Only if he could find them, though. Where the hell were they?
‘Oi!’ he screamed, lobbing a few choice swear words into the night. The beach had been pretty deserted all evening, which was weird considering it was a Sunday smack-bang in the middle of summer. It was probably something to do with whatever had happened along the coast earlier. There had been some kind of explosion north of here, apparently, somewhere up by the old Fursville theme park. Roly hadn’t seen anything but he’d felt the tremors at about seven.
‘Mines,’ Connor had said matter-of-factly. They’d been sitting in the older boy’s flat and the blast had been so powerful that the windows had rattled.
‘Huh?’ Lee had said.
‘Them old sea mines, from the war and stuff. They find them all the time, they probably just blew one up.’
They had all nodded, and that had been that. Connor was seventeen now, and he was going to join the army. He knew about stuff like explosives.
God, that all seemed like years ago. Roly staggered onwards, gulping down salted air and trying to remember what else had happened that evening. Already some of it was fading away, like disappearing ink.
‘Screw you, guys,’ he called out, fed up with their games. ‘I’m going home.’
He stopped, reeling from side to side in an effort to work out which way led back to town. The sea lay to his right, vast and black and menacing, so he steered his stubborn legs left towards the dunes. A soft breeze kicked up grains of sand, carrying them into his mouth where they crunched between his teeth. He muttered curses as he struggled on the crumbling ground, grabbing rope-like strands of sea grass to help haul himself off the beach. Once he was over the hump of the dune the going was easier, and he stumble-ran down the other side, wondering if there was any way of getting another drink.
The first line of Hemsby’s rubbish wooden beach bungalows was in sight when he heard voices up ahead. Or were they voices? They sounded more like grunts and whimpers, dogs maybe. He ducked down on to one knee, planting his hand in the earth to stop himself tumbling. Was it his imagination or was the air suddenly colder? He shivered, tilting his head and waiting to see if the noises came again.
They did, a distant, snorting squeal that belonged in the slaughterhouse up the road. There were footsteps too, fast and hard, coming this way. It had to be Connor and Lee taking the piss. They were probably still trying to scare him – and it was working, his pulse tripping, the pleasant numbness of the rum starting to wear away.
Man up, Roly, he told himself. He couldn’t look scared, not in front of the others. They’d never let him forget it. He rose unsteadily, creeping on to the tarmac road which seemed to sprout organically from the beach. He walked around a bungalow as the noises grew louder, wondering how long it would be before the lights came on inside and the owners started yelling at them the way they did most weekends.

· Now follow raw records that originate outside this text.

//! flashplay core (engine-agnostic)
//!
//! Plays Flash-style vector timeline documents: nested symbols with layers,
//! keyframes, tweens and masks are walked once per processed frame into flat
//! triangle buffers plus a small clip side-channel texture that a fixed
//! shading program uses to evaluate nested masks per fragment.
//!
//! A [`Document`] is immutable and shared by any number of [`Player`]s; each
//! player owns its own cursor, clip tracks, variants, frame overrides and
//! output buffers.

pub mod clip_texture;
pub mod config;
pub mod document;
pub mod error;
pub mod geometry;
pub mod ids;
pub mod interp;
pub mod masking;
pub mod outputs;
pub mod player;
pub mod runtime;
pub mod stored_document;
pub mod topo;
pub mod tracks;
pub mod transform;
pub mod walker;

// Re-exports for hosts
pub use clip_texture::ClipTexture;
pub use config::Config;
pub use document::{
    Atlas, Bitmap, BitmapInstance, ClipRange, Document, Element, Frame, FrameEvent, Group,
    InstanceLoop, Layer, LayerRole, Shape, Symbol, SymbolInstance, Tween, VariantTable,
    DEFAULT_OPTION,
};
pub use error::{DocumentError, Result};
pub use geometry::{ClipSlot, GeometryBuffers};
pub use ids::{BitmapId, MaskId, SymbolId};
pub use masking::{MaskItem, MaskStack};
pub use outputs::{MaterialParams, PerfCounters, PlayerEvent, RenderFrame};
pub use player::{Player, DOCUMENT_SYMBOL, FULL_CLIP};
pub use runtime::Runtime;
pub use stored_document::{parse_stored_document_json, DocumentBuilder};
pub use tracks::{ClipState, TrackState};
pub use transform::{ColorTransform, Matrix, Rect, TextureRect};
pub use walker::{Placement, Walker};
pub use glam;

The road curled round to the right, widening into the beachside promenade up ahead. There were streetlights there, forming puddles of sickly yellow light which seemed to make the shadowed parts of the street even darker. Another cry barked out from between two shuttered arcades fifty metres away, those hammered footsteps getting closer. Then somebody shouted, a voice so full of grief and terror that Roly didn’t recognise it until a figure skidded out on to the road, slipping on the sandy tarmac and crumpling into a heap.
‘Howie?’ Roly said, watching his little brother scrabble for a footing. What the hell was he up to? Howie lifted his head. He was still some distance away, but there was something wrong with his face. His mouth hung open, surely too wide, his eyes huge and white and wild. Roly took a step forward, adrenalin stripping the last of the alcohol in his system and leaving him as sober as he had ever felt in his life. ‘Howie,’ he called out. ‘What’s wrong?’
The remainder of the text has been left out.